The acquisition of new equipment should focus on outcomes rather than process and the user, Army soldiers, need greater involvement and to speak with one voice to get what they need, said Lt. Gen. Michael Vane, a deputy commander of the Army Training and Doctrine Command (TRADOC) and director of the Army Capabilities Integration Center (ARCIC).
In an interview, Vane said one question to ask is if the defense industry is motivated by outcomes–getting equipment to soldiers who need it.
For example, it is the outcome that motivates commercial industry: what the customer wants. That’s his assessment after visiting major automotive manufacturing leaders, which led him to urge similar visits by other top Army leaders.
One major car manufacturer gets its product to market in four years starting from design, he said. It’s driven by what customers want. If they don’t get it, they don’t buy the car.
“They achieve a confidence level at what we would describe as Milestone A higher than 80 percent,” Vane, who retired yesterday, said.
Here is part of the reason for the Defense Department’s acquisition issues, he said. Programs are consistently discussed by the defense industry as being possible in seven to 10 years.
For example, Vane said, in the past, the National Defense Authorization Act tried to move DoD to an 80-percent confidence level. The Office of the Secretary of Defense (OSD) countered that it could only get to 50-percent confidence level, and couldn’t get to 80 percent.
“My argument is we have to go to 80 percent confidence level,” Vane said. “Defense doesn’t know how to do it. Because we’re unwilling to use our customer base as the driver.”
Commercial industry essentially says, “ I need a new car out there, the people say they need a new car and they’re not going to keep buying the old one,” so if we don’t get them a new car with XYZ, we’re going out of business,” Vane said.
That’s the motivation for one big car maker. That doesn’t happen in the Defense Department, he said.
“They’ve cut back on the user so much, there are not enough users to go scream [for new equipment] and then everyone questions our motivation so we say we need a new thing by 2017 because of XYZ. Everyone says well, we don’t believe you–from Congress to OSD everyone always says, user guy you don’t really need it,” Vane said. “Then the user guys start arguing with each other, so keeping unity of effort on the user side is difficult.”

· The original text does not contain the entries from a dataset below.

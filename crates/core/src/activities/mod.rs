//! Activities module - trade records, the trade ledger, and its file parser.

mod activities_model;
mod ledger_parser;


pub use activities_model::{normalize_code, Trade, TradeLedger, TradeSide};
pub use ledger_parser::{parse_ledger, read_ledger};
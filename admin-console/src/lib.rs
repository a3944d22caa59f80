//! Admin Console - data layer of the restaurant admin console
//!
//! # Overview
//!
//! - **Store** (`store`): document store abstraction, query grammar and the
//!   in-process `MemoryStore`
//! - **Live queries** (`live`): cursor pagination over real-time
//!   subscriptions, unpaginated live collections
//! - **Statistics** (`statistics`): revenue series, best sellers, popular-dish
//!   refresh
//! - **Repositories** (`db`): typed CRUD per entity
//! - **Screens** (`views`): order board, comment inbox, account directory,
//!   chat inbox, statistics dashboard
//!
//! # Layout
//!
//! ```text
//! admin-console/src/
//! ├── core/          # config, console context
//! ├── store/         # DocumentStore, Query, MemoryStore
//! ├── blob/          # BlobStore, LocalBlobStore
//! ├── live/          # PagedLiveQuery, LiveCollection
//! ├── db/            # repositories
//! ├── statistics/    # aggregation
//! ├── views/         # screens
//! └── utils/         # logging, time
//! ```

pub mod blob;
pub mod core;
pub mod db;
pub mod live;
pub mod statistics;
pub mod store;
pub mod utils;
pub mod views;

// Re-export public types
pub use core::{Config, ConsoleContext};
pub use live::{Direction, LiveCollection, LookaheadPolicy, PageWindow, PagedLiveQuery, ViewState};
pub use store::{DocumentStore, MemoryStore};
pub use utils::{AppError, AppResult, ErrorCategory, ErrorCode};

// Re-export logger functions
pub use utils::logger::{init_logger, init_logger_with_file};

/// Load `.env`, configuration and logging
pub fn setup_environment() -> AppResult<Config> {
    let config = Config::from_env();

    if let Some(dir) = config.log_dir.as_deref()
        && let Err(e) = std::fs::create_dir_all(dir)
    {
        eprintln!("Failed to create log dir {}: {}", dir, e);
    }

    init_logger_with_file(
        Some(&config.log_level),
        Some(config.log_json),
        config.log_dir.as_deref(),
    );
    config.validate()?;
    Ok(config)
}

The real users, he said, those who use the equipment to fight must tell the other part of the Army: TRADOC, Army Staff, OSD Staff, to get them, say, a new vehicle.
“Well, how long have we been saying we need a new vehicle,” he said. Ten to 15 years. I need a different Humvee, I need a different Bradley, tank, Paladin–how long have we been saying we need a newer Paladin.”
“The TRADOC Capability Manager (TCM) represents the user, but over time the service found it was more important to have a centrally selected colonel to be a brigade commander, but not centrally selected TCMs,” he said. This doesn’t always have a good result.
Additionally, the service has been at war for 10 years, so the measure of success and the time spent by senior leadership is all related to operating and fighting in that environment.
That leads to the question of “how knowledgeable are they [top leaders] of all the wickets on the generating side, the organize, train and equip, Title 10 side,” Vane said. Thus, for many generals, “their first experience of that whole labyrinth of ‘the process’ is when they become three- or four-star general.”
This doesn’t help when they testify before Congress trying to generate support for equipment not for this war, but five years from now. It’s hard for them to make the system, or the process, work for them.
“Nobody wants to build something that only accounts for just what our experience was. You want to figure out how do I want to account for the breadth of experiences we may have in the future,” Vane said.
“The Army’s challenge is so different from the other services though sometimes we’re all lumped into the same solution box,” Vane said. “If it worked for this service and that service, why shouldn’t it work for the Army.”
One of the biggest differences is the number of individual entities. The other services have capital programs, but they are fewer in number and more of their service is oriented on fewer of their numbers of capital programs, he said.
“There are tens of thousands of entities in the Army,” Vane said. “On a battlefield they have to operate in probably hundreds of different kinds of missions against an enemy against a population. For the Army, “the ‘things’ per people ratio is much greater” than in the Air Force or Navy.
The Army, operating on land needs to do everything from nuclear, biological, chemical tasks to intelligence collection and dissemination, and trying to get sensors above and on the surface of the Earth, and then there’s combat, all the different ways to figure out how to get an advantage over the enemy.
“That translates to hundreds of line item numbers of stuff,” Vane said.
Some of this is being institutionalized through soldier evaluators drawn from active duty brigades at ARCIC’s Brigade Modernization Command at Ft. Bliss, Texas. Soldiers are evaluating new equipment to see if it’s technically ready and offers military utility. For the past six weeks, for example, the unit, 2nd Brigade, 1st Armored Division, has examined, tested and evaluated equipment that could lead to a network connecting soldiers horizontally and vertically from the squad to brigade.